CROSS REFERENCE TO RELATED APPLICATION

This application is a conversion of provisional applications US 61/801,618 and US 61/801,693, both filed on March 15, 2013. These applications are herein incorporated by reference.

SUMMARY OF THE INVENTION

The present disclosure is related to methods of converting waste materials into burnable fuel. More specifically, the present disclosure is directed to a method of making a low emission biomass fuel composition from treated waste material.

The present disclosure is directed to a novel method for the production of a biomass composition from waste materials, such as land fill waste, industrial waste, construction waste, municipal garbage, biowaste including switch grass, forest litter, paper waste, peat, cane waste, and other compostable garbage. The method includes the steps of evaluating the waste material for emissions related factors, treating the evaluated waste material to form a low emissions biomass composition and shaping the biomass composition into solid fuel structures. The treating step further comprises the steps of sizing selected waste materials, blending the sized waste materials with an additive formulated specifically for the waste material and forming the blended waste materials into biomass fuel formations. The resulting biomass formations produce lower emissions than typically produced by coal and may be used as a replacement for coal, or as an additive to be combined with coal, in coal burning structures and devices.

Other features and advantages of the present invention will become apparent after study of the specification and claims that follow. All publications and patents mentioned in this application are herein incorporated by reference for any purpose. BRIEF DESCRIPTION OF THE DRAWINGS The following disclosure can be better understood with reference to the following detailed description together with the appended illustrative drawing in which like elements are numbered the same:

Figure 1A is a flow chart illustrating the steps involved in the process of making a low emission biomass composition.

Figure IB is a flow chart illustrating the steps for the treatment of waste materials within the process of making low emission biomass composition.

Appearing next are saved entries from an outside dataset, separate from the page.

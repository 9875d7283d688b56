//! Production [`SecretBackend`] over HTTP (§4.1, §6 `SECRET_STORE_ADDR`): a
//! thin client against an external KV secret store (Vault/Secrets-Manager
//! shaped), grounded in `pay-gateway::gateway_adapter`'s `reqwest::Client`
//! construction pattern.

use std::time::Duration;

use async_trait::async_trait;
use pay_common::PayError;
use serde::{Deserialize, Serialize};

use crate::SecretBackend;

const REQUEST_TIMEOUT: Duration = Duration::from_secs(5);

#[derive(Serialize)]
struct PutBody<'a> {
    value: &'a str,
}

#[derive(Deserialize)]
struct GetBody {
    value: String,
}

/// Talks to a KV secret store reachable at `base_url` (§6 `SECRET_STORE_ADDR`)
/// over `GET /secrets/{path}` / `PUT /secrets/{path}`, authenticating with a
/// bearer token (§6 `BOOTSTRAP_SIGNING_SECRET`, the one secret referenced by
/// value rather than path).
pub struct HttpSecretBackend {
    client: reqwest::Client,
    base_url: String,
}

impl HttpSecretBackend {
    pub fn new(base_url: impl Into<String>, bearer_token: &str) -> Result<Self, PayError> {
        let mut headers = reqwest::header::HeaderMap::new();
        let mut auth_value = reqwest::header::HeaderValue::from_str(&format!("Bearer {bearer_token}"))
            .map_err(|e| PayError::internal(format!("invalid bearer token: {e}")))?;
        auth_value.set_sensitive(true);
        headers.insert(reqwest::header::AUTHORIZATION, auth_value);

        let client = reqwest::Client::builder()
            .timeout(REQUEST_TIMEOUT)
            .user_agent("pay-secrets")
            .default_headers(headers)
            .build()
            .map_err(|e| PayError::internal(format!("secret store client build: {e}")))?;
        Ok(Self { client, base_url: base_url.into() })
    }

    fn url_for(&self, path: &str) -> String {
        format!("{}/secrets/{}", self.base_url, path.trim_start_matches('/'))
    }
}

#[async_trait]
impl SecretBackend for HttpSecretBackend {
    async fn get_secret(&self, path: &str) -> Result<String, PayError> {
        let response = self
            .client
            .get(self.url_for(path))
            .send()
            .await
            .map_err(|e| PayError::SecretUnavailable(e.to_string()))?;

        if response.status() == reqwest::StatusCode::NOT_FOUND {
            return Err(PayError::not_found(format!("no secret at path {path}")));
        }
        let response = response
            .error_for_status()
            .map_err(|e| PayError::SecretUnavailable(e.to_string()))?;
        let body: GetBody = response
            .json()
            .await
            .map_err(|e| PayError::SecretUnavailable(format!("malformed secret store response: {e}")))?;
        Ok(body.value)
    }

    async fn put_secret(&self, path: &str, value: &str) -> Result<(), PayError> {
        self.client
            .put(self.url_for(path))
            .json(&PutBody { value })
            .send()
            .await
            .map_err(|e| PayError::SecretUnavailable(e.to_string()))?
            .error_for_status()
            .map_err(|e| PayError::SecretUnavailable(e.to_string()))?;
        Ok(())
    }
}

Figure 2 is a flow chart illustrating the steps involved in the process of making low emission solid fuel formations in more detail. DEFINITIONS

As used herein, "waste material" and "waste materials" are defined as any waste materials, such as land fill waste, industrial waste, construction waste, municipal garbage, biowaste including switch grass, forest litter, paper waste, peat, cane waste, and other compostable garbage. As used herein, "emission" or "emissions" are defined environmentally undesirable gas byproducts of combustion, including greenhouse gases, carbon gases, and actually and potentially toxic or environmentally detrimental gases.

As used herein, "emission sponge" is defined as a material that absorbs spent fuel and re-burns the spent fuel resulting in reduced carbon emissions and reduced actual and potential toxic or environmentally negative emissions from the fuel. Emission sponges include salt, sea salt, baking powder, calcium from sea shells, rice, rice byproduct, their equivalents, and combinations thereof.

As used herein, "filler" is defined as a material that acts as a mechanical bond within the waste material to fill voids left by break down of the waste material. Fillers include natural products that would provide a mechanical bond between the waste material particles. These materials include flour, such as, soy flour, wheat flour, and rice flour, rice, oats, potatoes, their equivalents and combinations thereof. As used herein, "BTU modifier" is defined as a material that can hold or transfer heat. BTU modifiers include, steel slag, coal fines, iron powder, their equivalents, and, combinations thereof.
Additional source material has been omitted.